Last year, Dubai’s GDP contracted by 10.8 percent (UAE -6.6 percent). In its most recent country report, S&P Global Ratings predicted that the economy would return to the 2019 levels (in dollar terms) in 2023, with most sectors feeling the pressure of the pandemic fallout. The ratings agency did, however, admit that its outlook may prove pessimistic in light of the UAE’s vaccination campaign. That could provide a significant boost to business and tourism.
While most developed nations tightened restrictions as winter set in, Dubai took a calculated risk by reopening the economy early, betting that its vaccination programme would deliver early results – as it did. Business trackers recorded a fairly robust uptick in activity from December onwards, with non-oil employment levels rising and GDP expected to inch up 1.3 percent in 2021.
Early on, the Dubai government came in for considerable criticism over its decision to ease the lockdown. Cases quadrupled to almost 4,000 a day by the end of January. Daily infections have since dropped to about 3,000, with the country managing to sustain a fatality rate of 0.3 percent. Dubai also sustains the world’s highest daily testing rate at 1.5 percent of the population.
According to Amer Sharif of the Covid-19 Command and Control Centre, the balance between the safety and wellbeing of the population and economic sustainability has been right for a city state and global logistics hub. Dubai relies on cross-border traffic for more than half of its economy. Authorities have been cautious with decreeing travel bans and have only restricted direct passenger flights from the UK and South Africa due to novel virus strains.
Dubai quickly positioned itself as the prime hub for vaccine distribution in the Middle East and beyond. The UAE has unveiled plans to locally manufacture China’s Sinopharm vaccine later this year, while also trying to secure a head start as the world’s first “vaccination tourism” destination, catering to those unwilling to wait for a jab and able to flash plastic.
National flag carrier Emirates also found a novel way to raise cash by giving its passengers the option to pay extra to block adjacent seats on its flights. Though first introduced by Air New Zealand, the Dubai-based carrier has upped the ante by allowing economy class travellers to buy up to three adjoining seats for prices ranging from $55 to $165.
In another surprise move, the UAE has launched a programme to offer Emirati citizenship to select foreign professionals. Ranked as one of the best in the world for mobility, UAE passports will be offered to investors, scientists, doctors, artists, intellectuals, and others with special talents whose bright minds contribute to the development and prosperity of the country.
UAE royals and officials may nominate deserving candidates, with the cabinet having the final say. Almost nine of every 10 UAE inhabitants are foreign nationals. The initiative is unique in the wider Gulf Region, where paths to citizenship are few and narrow.

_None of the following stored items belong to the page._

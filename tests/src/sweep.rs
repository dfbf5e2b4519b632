mod persistence;
mod scenarios;
//! GATT attribute-table addressing.
//!
//! Everything here is plain data: no transport calls, no I/O.

pub mod handle;
pub mod properties;
pub mod range;

pub use handle::Handle;
pub use properties::CharacteristicDescriptor;
pub use range::{HandleRange, ServiceRange};
use std::fmt;
use std::str::FromStr;
use std::time::Duration;

use serde::{Deserialize, Serialize};

pub const DEFAULT_CHARS: usize = 10;
pub const DEFAULT_NOTIFY_TIMEOUT: Duration = Duration::from_secs(5);
pub const DEFAULT_RESULTS_FILE: &str = "glizzy_results.json";

/// LE address type of the target device.
#[derive(Debug, Clone, Copy, Default, PartialEq, Eq, Serialize, Deserialize)]
#[serde(rename_all = "lowercase")]
pub enum AddressType {
    #[default]
    Public,
    Random,
}

impl AddressType {
    pub fn as_str(self) -> &'static str {
        match self {
            AddressType::Public => "public",
            AddressType::Random => "random",
        }
    }
}

impl fmt::Display for AddressType {
    fn fmt(&self, f: &mut fmt::Formatter<'_>) -> fmt::Result {
        f.write_str(self.as_str())
    }
}

impl FromStr for AddressType {
    type Err = String;

    fn from_str(s: &str) -> Result<Self, Self::Err> {
        match s.to_ascii_lowercase().as_str() {
            "public" => Ok(AddressType::Public),
            "random" => Ok(AddressType::Random),
            _ => Err(format!("invalid address type '{s}', expected 'public' or 'random'")),
        }
    }
}

/// The device under test.
#[derive(Debug, Clone, PartialEq, Eq, Serialize, Deserialize)]
pub struct Target {
    pub address: String,
    pub address_type: AddressType,
}

impl Target {
    pub fn new(address: impl Into<String>, address_type: AddressType) -> Self {
        Self {
            address: address.into(),
            address_type,
        }
    }
}

impl fmt::Display for Target {
    fn fmt(&self, f: &mut fmt::Formatter<'_>) -> fmt::Result {
        write!(f, "{} ({})", self.address, self.address_type)
    }
}

/// Shape of the payload sweep sent to every handle.
#[derive(Debug, Clone, Copy, PartialEq, Eq)]
pub enum SweepMode {
    /// Lengths `1..=max_len`, one payload each.
    Incremental { max_len: usize },
    /// A single length, `runs` times.
    FixedRepeat { len: usize, runs: usize },
}

impl SweepMode {
    /// A run count of zero (or none) selects the incremental sweep.
    pub fn from_args(chars: usize, runs: Option<usize>) -> Self {
        match runs {
            Some(runs) if runs > 0 => SweepMode::FixedRepeat { len: chars, runs },
            _ => SweepMode::Incremental { max_len: chars },
        }
    }

    /// Number of attempts each handle receives.
    pub fn attempts_per_handle(&self) -> usize {
        match *self {
            SweepMode::Incremental { max_len } => max_len,
            SweepMode::FixedRepeat { runs, .. } => runs,
        }
    }
}

#[derive(Debug, Clone, Copy, Default, PartialEq, Eq)]
pub enum PayloadFill {
    #[default]
    Zero,
    Random,
}

#[derive(Debug, Clone, Copy, Default, PartialEq, Eq)]
pub enum ReportMode {
    #[default]
    Headless,
    Interactive,
}

/// Run configuration, captured once at start and never mutated.
#[derive(Debug, Clone, PartialEq)]
pub struct FuzzConfig {
    pub sweep: SweepMode,
    pub fill: PayloadFill,
    /// Hex characters prepended to every payload.
    pub prefix: String,
    /// Pause after every write.
    pub delay: Duration,
    /// Read every handle once instead of writing to it.
    pub read_only: bool,
    /// Listen for a notification after every write.
    pub notify: bool,
    pub notify_timeout: Duration,
    pub report: ReportMode,
}

impl Default for FuzzConfig {
    fn default() -> Self {
        Self {
            sweep: SweepMode::Incremental {
                max_len: DEFAULT_CHARS,
            },
            fill: PayloadFill::Zero,
            prefix: String::new(),
            delay: Duration::ZERO,
            read_only: false,
            notify: false,
            notify_timeout: DEFAULT_NOTIFY_TIMEOUT,
            report: ReportMode::Headless,
        }
    }
}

The initiative follows a string of progressive reforms that include full ownership for foreigners of businesses outside free zones, legalisation of cohabitation and the sale of alcohol without a licence. According to a government spokesperson, the easing of restrictions seeks to encourage expatriates to invest money – and their future – in the country.
This would end the prevailing attitude amongst foreign nationals to make as much money as possible, and then leave for home. In time, the reforms are expected to add billions to the local economy, and forge a more inclusive society.